Causal association of basal metabolic rate on systemic sclerosis: a bidirectional mendelian randomization study

Abstract

Prior evidence suggests that altered energy metabolism plays a crucial role in the development of fibrotic diseases. Recent research indicates that systemic sclerosis (SSc) patients have potentially benefited from energy management, implying that basal metabolic rate (BMR), a vital energy metabolic parameter, may be related to SSc. However, the causal effect of BMR on SSc remains unknown. Thus, we aimed to elucidate the causal links between BMR and SSc. Based on summary statistics from the genome-wide association studies (GWAS) database, two-sample Mendelian randomization (MR) was applied to explore causality between BMR and SSc. The causal relationships were assessed employing inverse variance weighted (IVW), MR-Egger, and weighted median (WM) methods. Meanwhile, several sensitivity analyses were carried out to ensure the robustness of the findings. There was an underlying genetic association of BMR on SSc (OR = 0.505, 95% CI: 0.272-0.936, P = 0.030).

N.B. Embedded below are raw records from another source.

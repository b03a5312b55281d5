//! Turning curried puzzles back into named templates.
//!
//! A puzzle either matches a known template (directly, or as that template
//! with curried arguments) or is kept as the raw bytes it arrived as.  There
//! is no partial recognition: if the curried module is unknown the whole
//! node stays raw, even when some of its arguments were recognized.

pub mod key_param;
pub mod nft;

use log::warn;
use serde::{Deserialize, Serialize};

use clvmr::allocator::SExp;
use clvmr::{Allocator, NodePtr};

use crate::common::types::{AllocEncoder, Error, Node, Program, Sha256tree};
use crate::templates::TemplateRegistry;
use crate::utils::{atom_is, proper_list};

const QUOTE_ATOM: [u8; 1] = [1];
const APPLY_ATOM: [u8; 1] = [2];
const CONS_ATOM: [u8; 1] = [4];

#[derive(Debug, Clone, PartialEq, Eq, Serialize, Deserialize)]
#[serde(untagged)]
pub enum SimplifiedPuzzle {
    Template {
        #[serde(rename = "mod")]
        template: String,
        args: Vec<SimplifiedPuzzle>,
    },
    /// 0x prefixed hex of the original serialization.
    Raw { raw: String },
}

impl SimplifiedPuzzle {
    pub fn template_name(&self) -> Option<&str> {
        match self {
            SimplifiedPuzzle::Template { template, .. } => Some(template),
            SimplifiedPuzzle::Raw { .. } => None,
        }
    }

    pub fn args(&self) -> &[SimplifiedPuzzle] {
        match self {
            SimplifiedPuzzle::Template { args, .. } => args,
            SimplifiedPuzzle::Raw { .. } => &[],
        }
    }

    pub fn raw(&self) -> Option<&str> {
        match self {
            SimplifiedPuzzle::Raw { raw } => Some(raw),
            SimplifiedPuzzle::Template { .. } => None,
        }
    }

    /// Argument `index` if this node is the named template.
    pub fn curried_arg(&self, template: &str, index: usize) -> Option<&SimplifiedPuzzle> {
        if self.template_name() == Some(template) {
            self.args().get(index)
        } else {
            None
        }
    }
}

fn quoted_body(allocator: &Allocator, node: NodePtr) -> Option<NodePtr> {
    match allocator.sexp(node) {
        SExp::Pair(f, r) if atom_is(allocator, f, &QUOTE_ATOM) => Some(r),
        _ => None,
    }
}

/// Split `(a (q . MOD) (c (q . ARG1) (c (q . ARG2) ... 1)))` into the module
/// and its curried arguments.
pub fn uncurry(allocator: &Allocator, program: NodePtr) -> Option<(NodePtr, Vec<NodePtr>)> {
    let apply = proper_list(allocator, program, true)?;
    if apply.len() != 3 || !atom_is(allocator, apply[0], &APPLY_ATOM) {
        return None;
    }
    let module = quoted_body(allocator, apply[1])?;

    let mut args = Vec::new();
    let mut env = apply[2];
    loop {
        if atom_is(allocator, env, &QUOTE_ATOM) {
            return Some((module, args));
        }
        let cons = proper_list(allocator, env, true)?;
        if cons.len() != 3 || !atom_is(allocator, cons[0], &CONS_ATOM) {
            return None;
        }
        args.push(quoted_body(allocator, cons[1])?);
        env = cons[2];
    }
}

fn raw_leaf(allocator: &mut AllocEncoder, puzzle: NodePtr) -> SimplifiedPuzzle {
    let raw = match Node(puzzle).to_hex(allocator) {
        Ok(h) => format!("0x{h}"),
        Err(e) => {
            warn!("could not serialize unrecognized puzzle: {e:?}");
            String::new()
        }
    };
    SimplifiedPuzzle::Raw { raw }
}

pub fn simplify_puzzle(
    allocator: &mut AllocEncoder,
    registry: &TemplateRegistry,
    puzzle: NodePtr,
) -> SimplifiedPuzzle {
    let puzzle_hash = Node(puzzle).sha256tree(allocator);
    if let Some(name) = registry.resolve_by_hash(&puzzle_hash) {
        return SimplifiedPuzzle::Template {
            template: name.to_string(),
            args: Vec::new(),
        };
    }

    let Some((module, args)) = uncurry(allocator.allocator_ref(), puzzle) else {
        return raw_leaf(allocator, puzzle);
    };

    let module_hash = Node(module).sha256tree(allocator);
    let Some(name) = registry.resolve_by_hash(&module_hash) else {
        return raw_leaf(allocator, puzzle);
    };

    let args = args
        .iter()
        .map(|arg| simplify_puzzle(allocator, registry, *arg))
        .collect();
    SimplifiedPuzzle::Template {
        template: name.to_string(),
        args,
    }
}

/// Fails only when the bytes are not a clvm tree at all.
pub fn simplify_program(
    registry: &TemplateRegistry,
    program: &Program,
) -> Result<SimplifiedPuzzle, Error> {
    let mut allocator = AllocEncoder::new();
    let node = program.to_nodeptr(&mut allocator)?;
    Ok(simplify_puzzle(&mut allocator, registry, node))
}

/// `name(child,child,...)` over the recognized templates; raw leaves
/// contribute nothing.
pub fn mods_path(puzzle: &SimplifiedPuzzle) -> String {
    match puzzle {
        SimplifiedPuzzle::Raw { .. } => String::new(),
        SimplifiedPuzzle::Template { template, args } => {
            let children: Vec<String> = args
                .iter()
                .map(mods_path)
                .filter(|c| !c.is_empty())
                .collect();
            format!("{template}({})", children.join(","))
        }
    }
}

Moreover, no significant causal effect between SSc and BMR was observed in the reverse MR analysis (OR = 0.999, 95% CI: 0.997-1.001, P = 0.292). According to the sensitivity analysis, the presence of heterogeneity and genetic pleiotropy was not detected. Our findings, derived from a genetic perspective, provide robust evidence of a causal connection between BMR and SSc. To verify these results and clarify the potential mechanisms, further research is warranted.

Keywords: Basal metabolic rate; Causality; Mendelian randomization; Scleroderma; Systemic sclerosis.